Quand l'art hallucine
Stupéfaction, intoxication, dépendance, accès mystiques, soulagement, mort, illumination… Si les drogues ont des usages thérapeutiques, religieux ou scientifiques, le recours aux drogues appartient également à l’histoire de l’art. L’exposition « Sous influences » que la Maison Rouge à Paris vient de consacrer aux relations entre arts plastiques et produits psychotropes du xxe siècle jusqu’à l’époque contemporaine rappelle ainsi les liens entre la recherche artistique, la création et l’expérience des paradis artificiels. « La drogue, qu’on s’en souvienne, est plus révélatrice que créatrice », écrivait Henri Michaux, dont les dessins sont considérés comme l’image officielle du monde mescalinien. C’est surtout ce qui ressort de cette exposition, qui a présenté un trop grand nombre d’œuvres mineures tout en convoquant des artistes bien connus des historiens ou du marché de l’art comme Jean Cocteau, Hans Bellmer, Larry Clark, Henri Michaux, Yayoi Kusama, Damien Hirst, Carsten Holler et Takashi Murakami… Elle souligne bien cependant que l’accès aux drogues continue d’influencer la vie culturelle contemporaine.

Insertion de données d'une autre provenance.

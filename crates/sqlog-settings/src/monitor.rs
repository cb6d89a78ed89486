//! Hot-swappable options.
//!
//! [`OptionsMonitor`] owns the current [`SinkOptions`] snapshot. Updates
//! replace the snapshot wholesale (`Arc` swap through a `watch` channel), so a
//! reader always sees one consistent set of values. Receivers never block:
//! they read the latest snapshot at their own decision points.

use std::path::{Path, PathBuf};
use std::sync::Arc;

use notify::{RecommendedWatcher, RecursiveMode, Watcher};
use tokio::sync::watch;
use tracing::{debug, info, warn};

use crate::errors::Result;
use crate::loader::load_options_from_path;
use crate::types::SinkOptions;

/// Receiving side of an [`OptionsMonitor`].
pub type OptionsReceiver = watch::Receiver<Arc<SinkOptions>>;

/// Holder and publisher of the current options snapshot.
#[derive(Clone, Debug)]
pub struct OptionsMonitor {
    tx: Arc<watch::Sender<Arc<SinkOptions>>>,
}

impl OptionsMonitor {
    /// Start with the given options.
    pub fn new(options: SinkOptions) -> Self {
        let (tx, _rx) = watch::channel(Arc::new(options));
        Self { tx: Arc::new(tx) }
    }

    /// The current snapshot.
    pub fn current(&self) -> Arc<SinkOptions> {
        Arc::clone(&self.tx.borrow())
    }

    /// Replace the snapshot and notify subscribers.
    pub fn update(&self, options: SinkOptions) {
        let _ = self.tx.send_replace(Arc::new(options));
    }

    /// Subscribe to changes. The receiver starts at the current snapshot.
    pub fn subscribe(&self) -> OptionsReceiver {
        self.tx.subscribe()
    }
}

impl Default for OptionsMonitor {
    fn default() -> Self {
        Self::new(SinkOptions::default())
    }
}

/// Keeps an [`OptionsMonitor`] in sync with a settings file.
///
/// Watching stops when this value is dropped.
pub struct OptionsWatcher {
    path: PathBuf,
    _watcher: RecommendedWatcher,
}

impl OptionsWatcher {
    /// The file being watched.
    pub fn path(&self) -> &Path {
        &self.path
    }
}

impl std::fmt::Debug for OptionsWatcher {
    fn fmt(&self, f: &mut std::fmt::Formatter<'_>) -> std::fmt::Result {
        f.debug_struct("OptionsWatcher")
            .field("path", &self.path)
            .finish_non_exhaustive()
    }
}

/// Watch `path` and publish reloaded options through `monitor` on change.
///
/// The parent directory is watched rather than the file itself, so editors
/// that replace the file on save are still picked up. A file that fails to
/// load leaves the previous snapshot in place.
pub fn watch_file(monitor: OptionsMonitor, path: &Path) -> Result<OptionsWatcher> {
    let target = path.to_path_buf();
    let file_name = target.file_name().map(std::ffi::OsStr::to_os_string);
    let watched_dir = target
        .parent()
        .filter(|p| !p.as_os_str().is_empty())
        .map_or_else(|| PathBuf::from("."), Path::to_path_buf);

    let reload_target = target.clone();
    let mut watcher = notify::recommended_watcher(move |res: notify::Result<notify::Event>| {
        match res {
            Ok(event) => {
                if !(event.kind.is_modify() || event.kind.is_create()) {
                    return;
                }
                let touches_target = event
                    .paths
                    .iter()
                    .any(|p| p.file_name().map(std::ffi::OsStr::to_os_string) == file_name);
                if touches_target {
                    let _ = reload(&monitor, &reload_target);
                }
            }
            Err(e) => warn!(error = %e, "settings watcher error"),
        }
    })?;
    watcher.watch(&watched_dir, RecursiveMode::NonRecursive)?;

    info!(path = %target.display(), "watching sink settings");
    Ok(OptionsWatcher {
        path: target,
        _watcher: watcher,
    })
}

/// Reload `path` into `monitor`. Returns whether a new snapshot was published.
pub fn reload(monitor: &OptionsMonitor, path: &Path) -> bool {
    match load_options_from_path(path) {
        Ok(options) => {
            if *monitor.current() == options {
                debug!(path = %path.display(), "settings unchanged");
                return false;
            }
            info!(path = %path.display(), "sink settings reloaded");
            monitor.update(options);
            true
        }
        Err(e) => {
            warn!(path = %path.display(), error = %e, "failed to reload sink settings, keeping previous");
            false
        }
    }
}

// ─────────────────────────────────────────────────────────────────────────────
// Tests
// ─────────────────────────────────────────────────────────────────────────────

Ouvrir les portes de la perception
En témoigne autrement une nouvelle exposition, « Beat Generation/Allen Ginsberg » de l’artiste Jean-Jacques Lebel1, dont les dessins et les collages, qui constituent les traces de ses expériences sous psilocybine ou peyotl, ont été d’ailleurs montrés à la Maison Rouge avec une œuvre collaborative réalisée par Allen Ginsberg, Gregory Corso, Peter Orlovsky et Ghérasim Luca lors d’un de leurs nombreux séjours à Paris à Saint-Germain-des-Prés.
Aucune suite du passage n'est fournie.